What is needed
Could you write out the data that follows, exactly and in full?

Stored data entries
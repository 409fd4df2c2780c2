//! Persisted tracking codes and their view projections

use chrono::{DateTime, Utc};
use serde::{Deserialize, Serialize};
use tc_model::{OwnerId, RecordId, TrackingRecord};

/// Date format used by the list view (`Jan 5, 2026`)
pub const LIST_DATE_FORMAT: &str = "%b %-d, %Y";

/// A tracking code as stored
#[derive(Debug, Clone, PartialEq, Eq, Serialize, Deserialize)]
pub struct TrackingCode {
    pub id: RecordId,
    pub owner_id: OwnerId,
    pub name: String,
    pub script_content: String,
    pub created_at: DateTime<Utc>,
    pub updated_at: DateTime<Utc>,
}

impl TrackingCode {
    /// Whether `owner` owns this record
    #[inline]
    #[must_use]
    pub fn is_owned_by(&self, owner: OwnerId) -> bool {
        self.owner_id == owner
    }

    /// Projection handed to customer pages
    #[must_use]
    pub fn to_record(&self) -> TrackingRecord {
        TrackingRecord::new(self.id, self.name.clone(), self.script_content.clone())
    }

    /// List-view row
    #[must_use]
    pub fn summary(&self) -> TrackingCodeSummary {
        TrackingCodeSummary {
            id: self.id,
            name: self.name.clone(),
            script_content: self.script_content.clone(),
            created_at: self.created_at.format(LIST_DATE_FORMAT).to_string(),
            updated_at: self.updated_at.format(LIST_DATE_FORMAT).to_string(),
        }
    }

    /// Edit-form payload
    #[must_use]
    pub fn form(&self) -> TrackingCodeForm {
        TrackingCodeForm {
            id: self.id,
            name: self.name.clone(),
            script_content: self.script_content.clone(),
        }
    }
}

/// Case-insensitive substring match on a name
#[must_use]
pub fn name_matches(name: &str, needle: &str) -> bool {
    name.to_lowercase().contains(&needle.to_lowercase())
}

/// One row of the settings list
#[derive(Debug, Clone, PartialEq, Eq, Serialize)]
pub struct TrackingCodeSummary {
    pub id: RecordId,
    pub name: String,
    pub script_content: String,
    pub created_at: String,
    pub updated_at: String,
}

/// Fields shown on the edit form
#[derive(Debug, Clone, PartialEq, Eq, Serialize)]
pub struct TrackingCodeForm {
    pub id: RecordId,
    pub name: String,
    pub script_content: String,
}

/// Filters echoed back to the list view
#[derive(Debug, Clone, Default, PartialEq, Eq, Serialize)]
pub struct IndexFilters {
    pub search: String,
}

/// List view payload
#[derive(Debug, Clone, PartialEq, Eq, Serialize)]
#[serde(rename_all = "camelCase")]
pub struct TrackingCodeIndex {
    pub tracking_codes: Vec<TrackingCodeSummary>,
    pub filters: IndexFilters,
}

/// Notification level
#[derive(Debug, Clone, Copy, PartialEq, Eq, Serialize)]
#[serde(rename_all = "lowercase")]
pub enum FlashKind {
    Success,
}

/// One-shot notification shown after a redirect
#[derive(Debug, Clone, PartialEq, Eq, Serialize)]
pub struct Flash {
    pub kind: FlashKind,
    pub message: String,
}

impl Flash {
    /// Success notification
    #[inline]
    #[must_use]
    pub fn success(message: impl Into<String>) -> Self {
        Self {
            kind: FlashKind::Success,
            message: message.into(),
        }
    }
}

/// Result of a successful create or update
#[derive(Debug, Clone, PartialEq, Eq)]
pub struct Saved {
    pub tracking_code: TrackingCode,
    pub flash: Flash,
}

#[cfg(test)]
mod tests {
    use super::*;
    use chrono::TimeZone;

    fn code() -> TrackingCode {
        TrackingCode {
            id: RecordId(3),
            owner_id: OwnerId(1),
            name: "Meta Pixel".to_string(),
            script_content: "fbq('init')".to_string(),
            created_at: Utc.with_ymd_and_hms(2026, 1, 5, 10, 0, 0).unwrap(),
            updated_at: Utc.with_ymd_and_hms(2026, 11, 20, 10, 0, 0).unwrap(),
        }
    }

    #[test]
    fn summary_formats_dates_for_list() {
        let summary = code().summary();
        assert_eq!(summary.created_at, "Jan 5, 2026");
        assert_eq!(summary.updated_at, "Nov 20, 2026");
    }

    #[test]
    fn projections_keep_identity() {
        let code = code();
        assert_eq!(code.to_record(), TrackingRecord::new(RecordId(3), "Meta Pixel", "fbq('init')"));
        assert_eq!(code.form().id, RecordId(3));
        assert!(code.is_owned_by(OwnerId(1)));
        assert!(!code.is_owned_by(OwnerId(2)));
    }

    #[test]
    fn name_match_ignores_case() {
        assert!(name_matches("Google Analytics", "analy"));
        assert!(name_matches("Google Analytics", "GOOGLE"));
        assert!(!name_matches("Google Analytics", "pixel"));
    }

    #[test]
    fn index_uses_page_prop_names() {
        let index = TrackingCodeIndex {
            tracking_codes: vec![code().summary()],
            filters: IndexFilters::default(),
        };
        let json = serde_json::to_value(&index).unwrap();
        assert_eq!(json["trackingCodes"][0]["name"], "Meta Pixel");
        assert_eq!(json["filters"]["search"], "");
    }
}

Answer for the task
repository 409fd4df2c2780c2
//! Persisted tracking codes and their view projections

use chrono::{DateTime, Utc};
use serde::{Deserialize, Serialize};
use tc_model::{OwnerId, RecordId, TrackingRecord};

/// Date format used by the list view (`Jan 5, 2026`)
pub const LIST_DATE_FORMAT: &str = "%b %-d, %Y";

/// A tracking code as stored
#[derive(Debug, Clone, PartialEq, Eq, Serialize, Deserialize)]
pub struct TrackingCode {
    pub id: RecordId,
    pub owner_id: OwnerId,
    pub name: String,
    pub script_content: String,
    pub created_at: DateTime<Utc>,
    pub updated_at: DateTime<Utc>,
}

impl TrackingCode {
    /// Whether `owner` owns this record
    #[inline]
    #[must_use]
    pub fn is_owned_by(&self, owner: OwnerId) -> bool {
        self.owner_id == owner
    }

    /// Projection handed to customer pages
    #[must_use]
    pub fn to_record(&self) -> TrackingRecord {
        TrackingRecord::new(self.id, self.name.clone(), self.script_content.clone())
    }

    /// List-view row
    #[must_use]
    pub fn summary(&self) -> TrackingCodeSummary {
        TrackingCodeSummary {
            id: self.id,
            name: self.name.clone(),
            script_content: self.script_content.clone(),
            created_at: self.created_at.format(LIST_DATE_FORMAT).to_string(),
            updated_at: self.updated_at.format(LIST_DATE_FORMAT).to_string(),
        }
    }

    /// Edit-form payload
    #[must_use]
    pub fn form(&self) -> TrackingCodeForm {
        TrackingCodeForm {
            id: self.id,
            name: self.name.clone(),
            script_content: self.script_content.clone(),
        }
    }
}

/// Case-insensitive substring match on a name
#[must_use]
pub fn name_matches(name: &str, needle: &str) -> bool {
    name.to_lowercase().contains(&needle.to_lowercase())
}

/// One row of the settings list
#[derive(Debug, Clone, PartialEq, Eq, Serialize)]
pub struct TrackingCodeSummary {
    pub id: RecordId,
    pub name: String,
    pub script_content: String,
    pub created_at: String,
    pub updated_at: String,
}

/// Fields shown on the edit form
#[derive(Debug, Clone, PartialEq, Eq, Serialize)]
pub struct TrackingCodeForm {
    pub id: RecordId,
    pub name: String,
    pub script_content: String,
}

/// Filters echoed back to the list view
#[derive(Debug, Clone, Default, PartialEq, Eq, Serialize)]
pub struct IndexFilters {
    pub search: String,
}

/// List view payload
#[derive(Debug, Clone, PartialEq, Eq, Serialize)]
#[serde(rename_all = "camelCase")]
pub struct TrackingCodeIndex {
    pub tracking_codes: Vec<TrackingCodeSummary>,
    pub filters: IndexFilters,
}

/// Notification level
#[derive(Debug, Clone, Copy, PartialEq, Eq, Serialize)]
#[serde(rename_all = "lowercase")]
pub enum FlashKind {
    Success,
}

/// One-shot notification shown after a redirect
#[derive(Debug, Clone, PartialEq, Eq, Serialize)]
pub struct Flash {
    pub kind: FlashKind,
    pub message: String,
}

impl Flash {
    /// Success notification
    #[inline]
    #[must_use]
    pub fn success(message: impl Into<String>) -> Self {
        Self {
            kind: FlashKind::Success,
            message: message.into(),
        }
    }
}

/// Result of a successful create or update
#[derive(Debug, Clone, PartialEq, Eq)]
pub struct Saved {
    pub tracking_code: TrackingCode,
    pub flash: Flash,
}

#[cfg(test)]
mod tests {
    use super::*;
    use chrono::TimeZone;

    fn code() -> TrackingCode {
        TrackingCode {
            id: RecordId(3),
            owner_id: OwnerId(1),
            name: "Meta Pixel".to_string(),
            script_content: "fbq('init')".to_string(),
            created_at: Utc.with_ymd_and_hms(2026, 1, 5, 10, 0, 0).unwrap(),
            updated_at: Utc.with_ymd_and_hms(2026, 11, 20, 10, 0, 0).unwrap(),
        }
    }

    #[test]
    fn summary_formats_dates_for_list() {
        let summary = code().summary();
        assert_eq!(summary.created_at, "Jan 5, 2026");
        assert_eq!(summary.updated_at, "Nov 20, 2026");
    }

    #[test]
    fn projections_keep_identity() {
        let code = code();
        assert_eq!(code.to_record(), TrackingRecord::new(RecordId(3), "Meta Pixel", "fbq('init')"));
        assert_eq!(code.form().id, RecordId(3));
        assert!(code.is_owned_by(OwnerId(1)));
        assert!(!code.is_owned_by(OwnerId(2)));
    }

    #[test]
    fn name_match_ignores_case() {
        assert!(name_matches("Google Analytics", "analy"));
        assert!(name_matches("Google Analytics", "GOOGLE"));
        assert!(!name_matches("Google Analytics", "pixel"));
    }

    #[test]
    fn index_uses_page_prop_names() {
        let index = TrackingCodeIndex {
            tracking_codes: vec![code().summary()],
            filters: IndexFilters::default(),
        };
        let json = serde_json::to_value(&index).unwrap();
        assert_eq!(json["trackingCodes"][0]["name"], "Meta Pixel");
        assert_eq!(json["filters"]["search"], "");
    }
}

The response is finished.